A bacteriologist spoke up next. “Speaking of pathogenicity, our team has run through a gamut of liquid disinfection traps, seeking some way to sterilize the samples from the field. We’ve tried extremes of alkalinity and acidity. Lye, various bleaches, et cetera. But the samples remain infectious.”

“What about extreme heat?” Lisa asked, remembering Painter’s belief that they might have to scorch those hills to stop the blight from spreading.

The researcher shrugged. “We thought we initially had some success. We burned an infected plant to a fine ash — and at first it seemed to work, but after it cooled, it remained just as infectious. We believe the heat merely put the microbe into some type of spore or cyst-like state.”

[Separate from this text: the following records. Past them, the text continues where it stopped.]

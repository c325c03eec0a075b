// ─────────────────────────────────────────────────────────────────────
// Equilibrium Kernel — Types
// (C) 1998-2026 Miroslav Sotek. All rights reserved.
// License: GNU AGPL v3 | Commercial licensing available
// ─────────────────────────────────────────────────────────────────────
#![deny(unsafe_code)]
//! Entity and report records, configuration, and error hierarchy
//! shared by every Equilibrium Kernel crate.

pub mod config;
pub mod error;
pub mod record;

pub use config::{validate_run_bounds, EngineConfig};
pub use error::{DynamicsQuantity, EquilibriumError, EquilibriumResult};
pub use record::{
    alignment_potential, Entity, EntityId, GuardFailure, GuardReport, HarmRecord, RunReport,
    RunStatus, SnapshotRow,
};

“Maybe it takes something hotter,” Lisa said.

“Possibly. But how hot is hot enough? We’ve discussed a nuclear level of heat. But if the fires of an atomic bomb don’t kill it, the blast could scatter and aerosolize the agent for hundreds of miles.”

That was definitely not an option.

“Keep searching,” Parson encouraged.

“It would help if we knew what we were fighting,” the bacteriologist finished, which earned him many nods from his fellow scientists.

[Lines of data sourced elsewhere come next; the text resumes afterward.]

// ─────────────────────────────────────────────────────────────────────
// Equilibrium Kernel — Step Policies
// ─────────────────────────────────────────────────────────────────────
//! Strategies for `adjust_towards_equilibrium`.
//!
//! A policy maps one entity's committed state, rate signal and target
//! to a proposed next state. Policies are pure: the convergence loop
//! owns buffering, damping and the finiteness check.

use serde::{Deserialize, Serialize};

use equilibrium_types::{EngineConfig, EquilibriumError, EquilibriumResult};

/// Per-entity inputs to a step.
#[derive(Debug, Clone, Copy, PartialEq, Serialize, Deserialize)]
pub struct StepInput {
    pub state: f64,
    pub derivative: f64,
    pub target: f64,
}

pub trait StepPolicy: Send + Sync {
    fn name(&self) -> &str;

    /// Proposed next state. Harm should not increase for a stationary
    /// target in the noiseless case.
    fn next_state(&self, input: &StepInput) -> f64;
}

/// Move a fixed fraction α of the way to the target:
/// `s' = s + α (target - s)`.
#[derive(Debug, Clone, Copy, PartialEq, Serialize, Deserialize)]
pub struct ProportionalStep {
    pub alpha: f64,
}

impl ProportionalStep {
    pub fn new(alpha: f64) -> EquilibriumResult<Self> {
        if !(alpha > 0.0 && alpha <= 1.0) {
            return Err(EquilibriumError::Config(format!(
                "proportional step alpha must be in (0, 1], got {alpha}"
            )));
        }
        Ok(Self { alpha })
    }

    pub fn from_config(config: &EngineConfig) -> EquilibriumResult<Self> {
        Self::new(config.step_fraction)
    }
}

impl Default for ProportionalStep {
    fn default() -> Self {
        Self { alpha: 0.5 }
    }
}

impl StepPolicy for ProportionalStep {
    fn name(&self) -> &str {
        "proportional"
    }

    fn next_state(&self, input: &StepInput) -> f64 {
        input.state + self.alpha * (input.target - input.state)
    }
}

/// Explicit Euler over `ds/dt = gain · (target - derivative)`.
///
/// For providers whose derivative is the state itself this is a
/// proportional step with `α = dt · gain`; it is stable while
/// `0 < dt · gain <= 1`.
#[derive(Debug, Clone, Copy, PartialEq, Serialize, Deserialize)]
pub struct EulerStep {
    pub dt: f64,
    pub gain: f64,
}

impl EulerStep {
    pub fn new(dt: f64, gain: f64) -> EquilibriumResult<Self> {
        if !(dt.is_finite() && dt > 0.0) {
            return Err(EquilibriumError::Config(format!(
                "euler dt must be finite and > 0, got {dt}"
            )));
        }
        if !gain.is_finite() {
            return Err(EquilibriumError::Config(format!(
                "euler gain must be finite, got {gain}"
            )));
        }
        Ok(Self { dt, gain })
    }
}

impl Default for EulerStep {
    /// dt=0.1, gain=1.0.
    fn default() -> Self {
        Self { dt: 0.1, gain: 1.0 }
    }
}

impl StepPolicy for EulerStep {
    fn name(&self) -> &str {
        "euler"
    }

    fn next_state(&self, input: &StepInput) -> f64 {
        input.state + self.dt * self.gain * (input.target - input.derivative)
    }
}

type StepFn = Box<dyn Fn(&StepInput) -> f64 + Send + Sync>;

/// Step policy backed by a caller-supplied closure.
pub struct ExternalStep {
    name: String,
    step_fn: StepFn,
}

impl ExternalStep {
    pub fn new<F>(name: impl Into<String>, step_fn: F) -> Self
    where
        F: Fn(&StepInput) -> f64 + Send + Sync + 'static,
    {
        Self {
            name: name.into(),
            step_fn: Box::new(step_fn),
        }
    }
}

impl StepPolicy for ExternalStep {
    fn name(&self) -> &str {
        &self.name
    }

    fn next_state(&self, input: &StepInput) -> f64 {
        (self.step_fn)(input)
    }
}

#[cfg(test)]
mod tests {
    use super::*;

    fn input(state: f64, target: f64) -> StepInput {
        StepInput {
            state,
            derivative: state,
            target,
        }
    }

    #[test]
    fn test_proportional_halves_deviation() {
        let policy = ProportionalStep::new(0.5).unwrap();
        assert_eq!(policy.next_state(&input(10.0, 0.0)), 5.0);
        assert_eq!(policy.next_state(&input(-4.0, 2.0)), -1.0);
    }

    #[test]
    fn test_proportional_full_step_lands_on_target() {
        let policy = ProportionalStep::new(1.0).unwrap();
        assert_eq!(policy.next_state(&input(3.0, -7.0)), -7.0);
    }

    #[test]
    fn test_proportional_rejects_bad_alpha() {
        assert!(ProportionalStep::new(0.0).is_err());
        assert!(ProportionalStep::new(1.01).is_err());
        assert!(ProportionalStep::new(f64::NAN).is_err());
    }

    #[test]
    fn test_proportional_harm_non_increasing() {
        let policy = ProportionalStep::new(0.3).unwrap();
        let target: f64 = 1.5;
        let mut state: f64 = -20.0;
        let mut prev = (state - target).abs();
        for _ in 0..100 {
            state = policy.next_state(&input(state, target));
            let harm = (state - target).abs();
            assert!(harm <= prev, "harm rose: {prev} -> {harm}");
            prev = harm;
        }
    }

    #[test]
    fn test_euler_uses_derivative() {
        let policy = EulerStep::new(0.5, 2.0).unwrap();
        let step = StepInput {
            state: 1.0,
            derivative: 3.0,
            target: 4.0,
        };
        // 1 + 0.5 * 2 * (4 - 3) = 2
        assert!((policy.next_state(&step) - 2.0).abs() < 1e-12);
    }

    #[test]
    fn test_euler_rejects_non_positive_dt() {
        assert!(EulerStep::new(0.0, 1.0).is_err());
        assert!(EulerStep::new(0.1, f64::INFINITY).is_err());
    }

    #[test]
    fn test_external_step() {
        let policy = ExternalStep::new("snap", |i| i.target);
        assert_eq!(policy.name(), "snap");
        assert_eq!(policy.next_state(&input(9.0, 1.0)), 1.0);
    }
}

Lisa explained her own findings, confirming that they were likely dealing with something viral in nature.

“But it’s exceedingly small,” she said, “smaller than any known virus. We know Dr. Hess was experimenting with extremophiles from around the world, organisms that could thrive in acidic or alkaline environments, even some that could survive in the molten heat found in volcanic vents.”

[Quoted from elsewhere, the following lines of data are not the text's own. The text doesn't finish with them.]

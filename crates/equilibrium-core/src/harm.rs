// ─────────────────────────────────────────────────────────────────────
// Equilibrium Kernel — Harm Evaluator
// ─────────────────────────────────────────────────────────────────────
//! Per-entity harm and aggregate alignment potential.
//!
//! `harm = |state_derivative − equilibrium_field|`, `potential = −Σ harm`.
//! Pure computation. Non-finite provider output is an error, never
//! clamped.

use equilibrium_dynamics::{DynamicsContext, DynamicsProvider};
use equilibrium_types::{
    alignment_potential, DynamicsQuantity, Entity, EquilibriumError, EquilibriumResult,
    HarmRecord,
};

/// Resolved dynamics for one entity.
#[derive(Debug, Clone, Copy, PartialEq)]
pub struct Resolved {
    pub derivative: f64,
    pub target: f64,
}

pub struct HarmEvaluator<'a> {
    dynamics: &'a dyn DynamicsProvider,
}

impl<'a> HarmEvaluator<'a> {
    pub fn new(dynamics: &'a dyn DynamicsProvider) -> Self {
        Self { dynamics }
    }

    /// Query both oracles and reject non-finite values.
    pub fn resolve(
        &self,
        entity: &Entity,
        ctx: &DynamicsContext<'_>,
    ) -> EquilibriumResult<Resolved> {
        let target = self.dynamics.equilibrium_field(entity, ctx);
        if !target.is_finite() {
            log::error!("equilibrium_field for {} returned {target}", entity.id);
            return Err(EquilibriumError::dynamics(
                &entity.id,
                DynamicsQuantity::EquilibriumField,
                target,
            ));
        }
        let derivative = self.dynamics.state_derivative(entity, ctx);
        if !derivative.is_finite() {
            log::error!("state_derivative for {} returned {derivative}", entity.id);
            return Err(EquilibriumError::dynamics(
                &entity.id,
                DynamicsQuantity::StateDerivative,
                derivative,
            ));
        }
        Ok(Resolved { derivative, target })
    }

    pub fn compute_harm(
        &self,
        entity: &Entity,
        ctx: &DynamicsContext<'_>,
    ) -> EquilibriumResult<HarmRecord> {
        let resolved = self.resolve(entity, ctx)?;
        let deviation = resolved.derivative - resolved.target;
        if !deviation.is_finite() {
            return Err(EquilibriumError::dynamics(
                &entity.id,
                DynamicsQuantity::Harm,
                deviation,
            ));
        }
        Ok(HarmRecord::new(entity.id.clone(), deviation))
    }

    /// Harm for every entity in `ctx.entities`, in order.
    pub fn evaluate(&self, ctx: &DynamicsContext<'_>) -> EquilibriumResult<Vec<HarmRecord>> {
        ctx.entities
            .iter()
            .map(|e| self.compute_harm(e, ctx))
            .collect()
    }

    pub fn compute_alignment_potential(
        &self,
        ctx: &DynamicsContext<'_>,
    ) -> EquilibriumResult<f64> {
        let records = self.evaluate(ctx)?;
        Ok(alignment_potential(&records))
    }
}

She looked pointedly at the bacteriologist. “Then to make matters worse, we know Hess was also delving into the very fringes of synthetic biology. His project — Neogenesis — sought to genetically manipulate the DNA of extremophiles in an attempt to help endangered species, to make them hardier and more resistant to environmental changes. In this quest, who knows what monster he created down there?”

Dr. Edmund Dent, a CDC virologist, stood up. “I believe we’ve caught a glimpse of that monster. Under the newly installed electron microscope.”

All eyes turned to him.

“At first we thought it was a technical glitch. What we found seemed too small — unimaginably small — but if Dr. Cummings’s assessment concerning the size of the infectious particle is accurate, then perhaps it’s not a mistake.” Dent glanced to her. “If you’d be willing to join us…”

“Of course. I think we should also bring in a geneticist and bioengineer. Just in case, we—”

A loud klaxon sounded, drawing all their gazes to the window. A blue light flashed in the darkness, spinning in time with the alarm. It came from the patient containment unit.

Panic drew Lisa to her feet.

12

April 29, 3:05 P.M. GMT
Brunt Ice Shelf, Antarctica

“Hold on tight!” the pilot called out.

The small Twin Otter plane bucked like an untamed stallion as it crossed high over the iceberg-choked Weddell Sea. The winds worsened as they neared the coast.

“These bastarding katabatics are kicking me in the arse!” the pilot explained. “If you’re feeling lurgy, I got airsickness bags back there if you’re going to chunder. Don’t go messin’ my girl up.”

Gray kept a firm hold on the strap webbing of his jump seat. He was belted in tightly along one side of the cabin. At the back, crates of gear and supplies rattled and creaked. He was normally not prone to motion sickness, but this roller coaster of a flight was testing even his mettle.

Jason sat across the cabin, his head lolling, half asleep, plainly unfazed by the turbulence. Apparently he’d had plenty of experience with this storm-swept continent. Instead, the kid seemed more afflicted by the twenty-four hours of long flights to get to the south end of the world.

At least this was their last leg.

Earlier today, just after sunrise — which was noon this side of the world, the beginning of their dark winter — they had flown from the Falkland Islands to the Antarctic Peninsula, landing atop a rocky promontory on Adelaide Island, where the British maintained Rothera Station. That flight had been aboard a large, bright red Dash 7 aircraft, with British Antarctic Survey emblazoned on its side. At Rothera, they had switched to this smaller Twin Otter, similarly painted, and set off across the Weddell Sea toward the Brunt Ice Shelf: a floating hundred-meter-thick sheet that hugged the far coastline in a region of East Antarctica called Coats Land.